The organisation says quality teaching during the early years a child’s education lays the foundation for a well-equipped and critical-thinking population.
“We support Madame Gifty Twum-Ampofo’s statements to focus on a more participatory approach to learning,” said Dominic Bond, Managing Director of the Sabre Charitable Trust.
In a recent speech delivered in KEEA Municipality, the Deputy Minister for Gender, Children and Social Protection emphasised the importance of building literacy skills in early years to enable access to the wider curriculum.
In her speech, she called specifically for an end to the use of rote teaching methods when it comes to the alphabet and reading and for the introduction of phonics, a stance with which The Sabre Charitable Trust wholeheartedly agrees.
Sabre Charitable Trust has revealed that it is working with Ghana Education Service (GES) and colleges of education to scale up the quality of kindergarten education.
The Sabre Charitable Trust has revealed further that it has been implementing the Fast-track Transformational Teacher Training (FTTT) aspect of the GES Operational Plan for kindergarten since 2012, for both existing GES teachers and student teachers at Our Lady of Apostles (OLA) College of Education in Cape Coast and Holy Child College of Education, Takoradi.
The programme aims to build a network of Model Practice Classrooms across Ghana and provides teachers with the skills for placing children at the heart of their own learning, ensuring their minds are constantly stimulated and their learning is holistic.
This means leaving teacher-centred, rote-learning methods behind and embracing child-centred pedagogy without canes in our classrooms.
“As far as FTTT is concerned, gone are the days when you could walk into a kindergarten classroom and see children sitting in rows facing the chalk-board and reciting their alphabet or chanting basic arithmetic while the teacher waves a cane” said Mr. Bond.

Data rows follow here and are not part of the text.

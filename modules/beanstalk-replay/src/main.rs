//! Replay a farmer's decoded event log into silo and field balances.

use std::path::PathBuf;

use anyhow::Result;
use clap::Parser;
use tracing::{info, warn};
use tracing_subscriber::EnvFilter;

use beanstalk_ledger::{chain_order, EventProcessor};

mod config;
mod log_file;
mod report;

#[derive(Parser)]
#[command(name = "replay")]
#[command(about = "Fold a farmer's decoded Beanstalk events into balances")]
#[command(version)]
struct Cli {
    /// TOML config with account, season and token whitelist
    #[arg(short, long, env = "REPLAY_CONFIG")]
    config: PathBuf,

    /// Event log (JSON array or JSON lines)
    #[arg(short, long)]
    events: PathBuf,

    /// Override the configured season
    #[arg(long, env = "BEANSTALK_SEASON")]
    season: Option<u32>,

    /// Log and skip rejected events instead of stopping at the first one
    #[arg(long)]
    skip_errors: bool,

    /// Print the snapshot as JSON
    #[arg(long)]
    json: bool,
}

fn main() -> Result<()> {
    dotenvy::dotenv().ok();

    tracing_subscriber::fmt()
        .with_env_filter(EnvFilter::from_default_env().add_directive("beanstalk=info".parse()?))
        .with_writer(std::io::stderr)
        .init();

    let cli = Cli::parse();

    let mut config = config::load_config(&cli.config)?;
    if let Some(season) = cli.season {
        config.season = season;
    }
    config.log_summary();

    let mut events = log_file::load_events(&cli.events)?;
    info!(count = events.len(), "Loaded event log");

    let mut processor = EventProcessor::new(config.account, config.params());

    if cli.skip_errors {
        chain_order(&mut events);
        let mut skipped = 0usize;
        for event in &events {
            if let Err(e) = processor.ingest(&event.log) {
                warn!(
                    block = event.block_number,
                    log_index = event.log_index,
                    error = %e,
                    "Skipping rejected event"
                );
                skipped += 1;
            }
        }
        info!(applied = events.len() - skipped, skipped, "Replay complete");
    } else {
        processor.ingest_all(events)?;
    }

    let snapshot = report::snapshot(&processor, config.bean_decimals);
    if cli.json {
        println!("{}", serde_json::to_string_pretty(&snapshot)?);
    } else {
        print!("{snapshot}");
    }

    Ok(())
}
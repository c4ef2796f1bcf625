//! Typed errors for event ingestion.

use alloy_primitives::{Address, U256};
use beanstalk_events::{LogPosition, Season};
use thiserror::Error;

/// Why an event was rejected. The ledger is unchanged whenever one is returned.
#[derive(Debug, Clone, PartialEq, Eq, Error)]
pub enum LedgerError {
    /// Token is not on the configured whitelist
    #[error("unknown token: {token}")]
    UnknownToken { token: Address },

    /// Event is attributed to another account
    #[error("event for {found} does not belong to {expected}")]
    AccountMismatch { expected: Address, found: Address },

    /// Event contradicts what earlier events built up
    #[error("state inconsistency: {0}")]
    StateInconsistency(#[from] Inconsistency),
}

/// Ways an event can disagree with the accumulated ledger.
#[derive(Debug, Clone, PartialEq, Eq, Error)]
pub enum Inconsistency {
    #[error("no deposit of {token} in season {season}")]
    MissingDeposit { token: Address, season: Season },

    #[error("removing {requested} {field} of {token} in season {season} exceeds stored {stored}")]
    DepositOverdrawn {
        token: Address,
        season: Season,
        field: &'static str,
        requested: U256,
        stored: U256,
    },

    #[error("no withdrawal of {token} in season {season}")]
    MissingWithdrawal { token: Address, season: Season },

    #[error("removing {requested} of {token} in season {season} exceeds stored {stored}")]
    WithdrawalOverdrawn {
        token: Address,
        season: Season,
        requested: U256,
        stored: U256,
    },

    #[error("claim of {token} left {remaining} unaccounted for")]
    UnspentClaim { token: Address, remaining: U256 },

    #[error("batch shape mismatch: {seasons} seasons, {amounts} amounts, {bdvs} bdvs")]
    BatchShape {
        seasons: usize,
        amounts: usize,
        bdvs: usize,
    },

    #[error("batch total {declared} does not match summed amounts {summed}")]
    BatchTotal { declared: U256, summed: U256 },

    #[error("no plot at index {index}")]
    MissingPlot { index: U256 },

    #[error("plot at index {index} already exists")]
    PlotOccupied { index: U256 },

    #[error("moving {requested} pods at index {index} exceeds the {available} available")]
    PlotOverdrawn {
        index: U256,
        requested: U256,
        available: U256,
    },

    #[error("harvest left {remaining} beans unaccounted for")]
    UnspentHarvest { remaining: U256 },

    #[error("amount overflow")]
    Overflow,
}

/// An ordered replay stopped at a rejected event.
#[derive(Debug, Clone, PartialEq, Eq, Error)]
#[error("replay stopped at block {} log {} after {applied} events: {source}", .position.block_number, .position.log_index)]
pub struct ReplayError {
    pub position: LogPosition,
    pub applied: usize,
    #[source]
    pub source: LedgerError,
}

/// Result type alias for ledger operations.
pub type LedgerResult<T> = std::result::Result<T, LedgerError>;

Rather, “FTTT trained teachers deliver the whole Ghanaian national kindergarten curriculum in a way that enables children not just to learn what they are taught, but to learn how to understand and evaluate the world around them; to be active participants in their own education, learning to take initiative and to question their environment.”“By learning through play, children are motivated to come to school, be engaged in lessons and build positive relationships with their peers and teachers”, Mr Bond adds.
As well as ensuring the physical, social and emotional development of the children through quality early years’ education, FTTT is, of course, concerned with their academic progression.

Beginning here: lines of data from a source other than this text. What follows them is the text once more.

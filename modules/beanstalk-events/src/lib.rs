//! Decoded Beanstalk event vocabulary.
//!
//! Plain named-field records for the silo and field events a farmer's ledger
//! is folded from. Decoding raw logs happens upstream; this crate only defines
//! the shapes and their JSON form.

pub mod eventlike;
pub mod events;
pub mod types;

pub use eventlike::Eventlike;
pub use events::FarmerEvent;
pub use types::{format_units, scale_units, ChainEvent, LogPosition, Season, Token};
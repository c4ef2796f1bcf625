//! Core traits for the farmer ledger.

use beanstalk_events::Eventlike;

use crate::error::LedgerResult;

/// Pure state updates. No I/O, no side effects.
///
/// Called once per event, in chain order. A rejected event must leave the
/// state exactly as it was before the call.
pub trait Reducer<E: Eventlike, S>: Send + Sync {
    fn reduce(&self, state: &mut S, event: &E) -> LedgerResult<()>;
}
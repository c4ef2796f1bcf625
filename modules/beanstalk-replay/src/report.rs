//! Human-readable view of a folded ledger. Raw integers become decimal
//! strings here and nowhere else.

use std::fmt;

use beanstalk_events::{format_units, Season};
use beanstalk_ledger::{EventProcessor, WithdrawalBucket};
use serde::Serialize;

#[derive(Debug, Serialize)]
pub struct Snapshot {
    pub account: String,
    pub season: Season,
    pub silo: Vec<TokenReport>,
    pub field: FieldReport,
}

#[derive(Debug, Serialize)]
pub struct TokenReport {
    pub symbol: String,
    pub address: String,
    pub deposited: String,
    pub bdv: String,
    pub deposits: Vec<CrateRow>,
    pub withdrawn: String,
    pub claimable: String,
    pub withdrawals: Vec<CrateRow>,
}

#[derive(Debug, Serialize)]
pub struct CrateRow {
    pub season: Season,
    pub amount: String,
    #[serde(skip_serializing_if = "Option::is_none")]
    pub bdv: Option<String>,
    #[serde(skip_serializing_if = "Option::is_none")]
    pub claimable: Option<bool>,
}

#[derive(Debug, Serialize)]
pub struct FieldReport {
    pub total_pods: String,
    pub plots: Vec<PlotRow>,
}

#[derive(Debug, Serialize)]
pub struct PlotRow {
    pub index: String,
    pub pods: String,
}

pub fn snapshot(processor: &EventProcessor, bean_decimals: u8) -> Snapshot {
    let params = processor.params();

    let silo = params
        .whitelist
        .tokens()
        .filter_map(|token| {
            let balance = processor.token_balance(&token.address)?;
            let withdrawals = processor.parse_withdrawals(&token.address)?;
            let decimals = token.decimals;

            let deposits = balance
                .crates
                .iter()
                .map(|(season, c)| CrateRow {
                    season: *season,
                    amount: format_units(c.amount, decimals),
                    bdv: Some(format_units(c.bdv, bean_decimals)),
                    claimable: None,
                })
                .collect();

            let mut withdrawal_rows = rows(&withdrawals.claimable, decimals, true);
            withdrawal_rows.extend(rows(&withdrawals.withdrawn, decimals, false));
            withdrawal_rows.sort_by_key(|r| r.season);

            Some(TokenReport {
                symbol: token.symbol.clone(),
                address: token.address.to_string(),
                deposited: format_units(balance.amount, decimals),
                bdv: format_units(balance.bdv, bean_decimals),
                deposits,
                withdrawn: format_units(withdrawals.withdrawn.amount, decimals),
                claimable: format_units(withdrawals.claimable.amount, decimals),
                withdrawals: withdrawal_rows,
            })
        })
        .collect();

    let plots = processor
        .plots()
        .iter()
        .map(|(index, pods)| PlotRow {
            index: format_units(*index, bean_decimals),
            pods: format_units(*pods, bean_decimals),
        })
        .collect();

    Snapshot {
        account: processor.account().to_string(),
        season: params.season,
        silo,
        field: FieldReport {
            total_pods: format_units(processor.total_pods(), bean_decimals),
            plots,
        },
    }
}

fn rows(bucket: &WithdrawalBucket, decimals: u8, claimable: bool) -> Vec<CrateRow> {
    bucket
        .crates
        .iter()
        .map(|(season, c)| CrateRow {
            season: *season,
            amount: format_units(c.amount, decimals),
            bdv: None,
            claimable: Some(claimable),
        })
        .collect()
}

impl fmt::Display for Snapshot {
    fn fmt(&self, f: &mut fmt::Formatter<'_>) -> fmt::Result {
        writeln!(f, "=== Farmer {} @ season {} ===", self.account, self.season)?;

        for token in &self.silo {
            writeln!(
                f,
                "\n{}  deposited {} (bdv {})  |  withdrawn {}  |  claimable {}",
                token.symbol, token.deposited, token.bdv, token.withdrawn, token.claimable
            )?;
            for row in &token.deposits {
                writeln!(
                    f,
                    "  deposit    season {:>6}  {}  bdv {}",
                    row.season,
                    row.amount,
                    row.bdv.as_deref().unwrap_or("-")
                )?;
            }
            for row in &token.withdrawals {
                let state = if row.claimable == Some(true) { "claimable" } else { "locked" };
                writeln!(f, "  withdrawal season {:>6}  {}  {state}", row.season, row.amount)?;
            }
        }

        writeln!(f, "\nField  {} pods in {} plots", self.field.total_pods, self.field.plots.len())?;
        for plot in &self.field.plots {
            writeln!(f, "  plot @ {}  {} pods", plot.index, plot.pods)?;
        }
        Ok(())
    }
}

Despite it being well-evidenced that the ability to read and write with comprehension is integral to continued success in all aspects of education and later life, only 2% of Ghanaian children in primary 2 were able to pass the 2013 Early Grade Reading Assessment (EGRA).
To combat this shocking indictment of the current system, FTTT classrooms run a comprehensive daily phonics programme right from KG1.

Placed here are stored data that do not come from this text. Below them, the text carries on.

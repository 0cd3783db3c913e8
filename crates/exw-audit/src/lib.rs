//! exw-audit
//!
//! Append-only JSONL audit trail for exam sessions. One record per line,
//! keys sorted, optional SHA-256 hash chain (`hash_prev` -> `hash_self`).

use anyhow::{Context, Result};
use chrono::{DateTime, Utc};
use exw_schemas::LogEntry;
use serde::{Deserialize, Serialize};
use serde_json::Value;
use sha2::{Digest, Sha256};
use std::fs::{self, OpenOptions};
use std::io::Write;
use std::path::{Path, PathBuf};
use uuid::Uuid;

pub const TOPIC_SESSION: &str = "SESSION";
pub const TOPIC_LOG: &str = "LOG";
pub const TOPIC_REPORT: &str = "REPORT";

pub struct AuditWriter {
    path: PathBuf,
    session_id: Uuid,
    hash_chain: bool,
    last_hash: Option<String>,
    /// Records appended so far (the next record's `seq`).
    seq: u64,
}

impl AuditWriter {
    /// Creates the writer and its parent dirs. The file itself is created on first append.
    pub fn new(path: impl AsRef<Path>, session_id: Uuid, hash_chain: bool) -> Result<Self> {
        let path = path.as_ref().to_path_buf();
        if let Some(parent) = path.parent() {
            if !parent.as_os_str().is_empty() {
                fs::create_dir_all(parent)
                    .with_context(|| format!("create_dir_all {:?}", parent))?;
            }
        }

        Ok(Self {
            path,
            session_id,
            hash_chain,
            last_hash: None,
            seq: 0,
        })
    }

    pub fn path(&self) -> &Path {
        &self.path
    }

    pub fn session_id(&self) -> Uuid {
        self.session_id
    }

    pub fn seq(&self) -> u64 {
        self.seq
    }

    pub fn last_hash(&self) -> Option<&str> {
        self.last_hash.as_deref()
    }

    /// Resume an existing log: next `seq` and the chain tip.
    pub fn resume(&mut self, seq: u64, last_hash: Option<String>) {
        self.seq = seq;
        self.last_hash = last_hash;
    }

    pub fn append(&mut self, topic: &str, kind: &str, payload: Value) -> Result<AuditRecord> {
        let record_id = derive_record_id(self.session_id, self.last_hash.as_deref(), &payload, self.seq)?;

        let mut rec = AuditRecord {
            record_id,
            session_id: self.session_id,
            seq: self.seq,
            ts_utc: Utc::now(),
            topic: topic.to_string(),
            kind: kind.to_string(),
            payload,
            hash_prev: None,
            hash_self: None,
        };

        if self.hash_chain {
            rec.hash_prev = self.last_hash.clone();
            let h = compute_record_hash(&rec)?;
            rec.hash_self = Some(h.clone());
            self.last_hash = Some(h);
        }

        let line = canonical_json_line(&rec)?;
        append_line(&self.path, &line)?;
        self.seq += 1;

        Ok(rec)
    }

    /// Serialize any value as the payload.
    pub fn append_value<T: Serialize>(&mut self, topic: &str, kind: &str, value: &T) -> Result<AuditRecord> {
        let payload = serde_json::to_value(value)
            .with_context(|| format!("serialize audit payload {topic}/{kind}"))?;
        self.append(topic, kind, payload)
    }

    /// One `LOG` record per entry, kind = severity label.
    pub fn append_log_entries(&mut self, entries: &[LogEntry]) -> Result<usize> {
        for e in entries {
            self.append_value(TOPIC_LOG, e.severity.as_str(), e)?;
        }
        Ok(entries.len())
    }
}

#[derive(Debug, Clone, PartialEq, Serialize, Deserialize)]
pub struct AuditRecord {
    pub record_id: Uuid,
    pub session_id: Uuid,
    pub seq: u64,
    pub ts_utc: DateTime<Utc>,
    pub topic: String,
    pub kind: String,
    pub payload: Value,
    pub hash_prev: Option<String>,
    pub hash_self: Option<String>,
}

/// UUIDv5 over (session, chain tip, seq, canonical payload). No RNG.
fn derive_record_id(session_id: Uuid, last_hash: Option<&str>, payload: &Value, seq: u64) -> Result<Uuid> {
    let payload = serde_json::to_string(&sort_keys(payload)).context("serialize payload for record_id")?;
    let name = format!("{}|{}|{}|{}", session_id, last_hash.unwrap_or("-"), seq, payload);
    Ok(Uuid::new_v5(&Uuid::NAMESPACE_OID, name.as_bytes()))
}

fn append_line(path: &Path, line: &str) -> Result<()> {
    let mut f = OpenOptions::new()
        .create(true)
        .append(true)
        .open(path)
        .with_context(|| format!("open audit log {:?}", path))?;
    f.write_all(line.as_bytes()).context("write audit line failed")?;
    f.write_all(b"\n").context("write newline failed")?;
    Ok(())
}

fn canonical_json_line<T: Serialize>(v: &T) -> Result<String> {
    let raw = serde_json::to_value(v).context("serialize audit record failed")?;
    serde_json::to_string(&sort_keys(&raw)).context("json stringify failed")
}

fn sort_keys(v: &Value) -> Value {
    match v {
        Value::Object(map) => {
            let mut keys: Vec<&String> = map.keys().collect();
            keys.sort();
            let mut out = serde_json::Map::new();
            for k in keys {
                out.insert(k.clone(), sort_keys(&map[k]));
            }
            Value::Object(out)
        }
        Value::Array(arr) => Value::Array(arr.iter().map(sort_keys).collect()),
        _ => v.clone(),
    }
}

/// Hash of the canonical record with `hash_self` cleared.
pub fn compute_record_hash(rec: &AuditRecord) -> Result<String> {
    let mut clone = rec.clone();
    clone.hash_self = None;

    let canonical = canonical_json_line(&clone)?;
    let mut hasher = Sha256::new();
    hasher.update(canonical.as_bytes());
    Ok(hex::encode(hasher.finalize()))
}

#[derive(Debug, Clone, PartialEq, Eq)]
pub enum VerifyResult {
    Valid { lines: usize },
    Broken { line: usize, reason: String },
}

impl VerifyResult {
    pub fn is_valid(&self) -> bool {
        matches!(self, VerifyResult::Valid { .. })
    }
}

pub fn verify_hash_chain(path: impl AsRef<Path>) -> Result<VerifyResult> {
    let content = fs::read_to_string(path.as_ref())
        .with_context(|| format!("read audit log {:?}", path.as_ref()))?;
    verify_hash_chain_str(&content)
}

/// Checks `hash_prev` linkage, `hash_self` integrity and contiguous `seq`.
pub fn verify_hash_chain_str(content: &str) -> Result<VerifyResult> {
    let mut prev_hash: Option<String> = None;
    let mut expected_seq: Option<u64> = None;
    let mut lines = 0usize;

    for (i, line) in content.lines().enumerate() {
        let trimmed = line.trim();
        if trimmed.is_empty() {
            continue;
        }

        let rec: AuditRecord = serde_json::from_str(trimmed)
            .with_context(|| format!("parse audit record at line {}", i + 1))?;
        lines += 1;

        if let Some(want) = expected_seq {
            if rec.seq != want {
                return Ok(VerifyResult::Broken {
                    line: i + 1,
                    reason: format!("seq gap: expected {}, got {}", want, rec.seq),
                });
            }
        }
        expected_seq = Some(rec.seq + 1);

        if rec.hash_prev != prev_hash {
            return Ok(VerifyResult::Broken {
                line: i + 1,
                reason: format!(
                    "hash_prev mismatch: expected {:?}, got {:?}",
                    prev_hash, rec.hash_prev
                ),
            });
        }

        if let Some(ref claimed) = rec.hash_self {
            let recomputed = compute_record_hash(&rec)?;
            if *claimed != recomputed {
                return Ok(VerifyResult::Broken {
                    line: i + 1,
                    reason: format!("hash_self mismatch: claimed {}, recomputed {}", claimed, recomputed),
                });
            }
        }

        prev_hash = rec.hash_self.clone();
    }

    Ok(VerifyResult::Valid { lines })
}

By the time pupils graduate into lower primary, this ensures they are equipped with the ability to recognise letters and the sounds they make in words, opening up a world of opportunities to access and understand written text.
The Sabre Charitable Trust strives to improve the conditions in and of the early childhood education system. By working in close alliance with GES and the colleges of education, they are making significant impacts on the lives of children through better-trained teachers delivering higher quality education.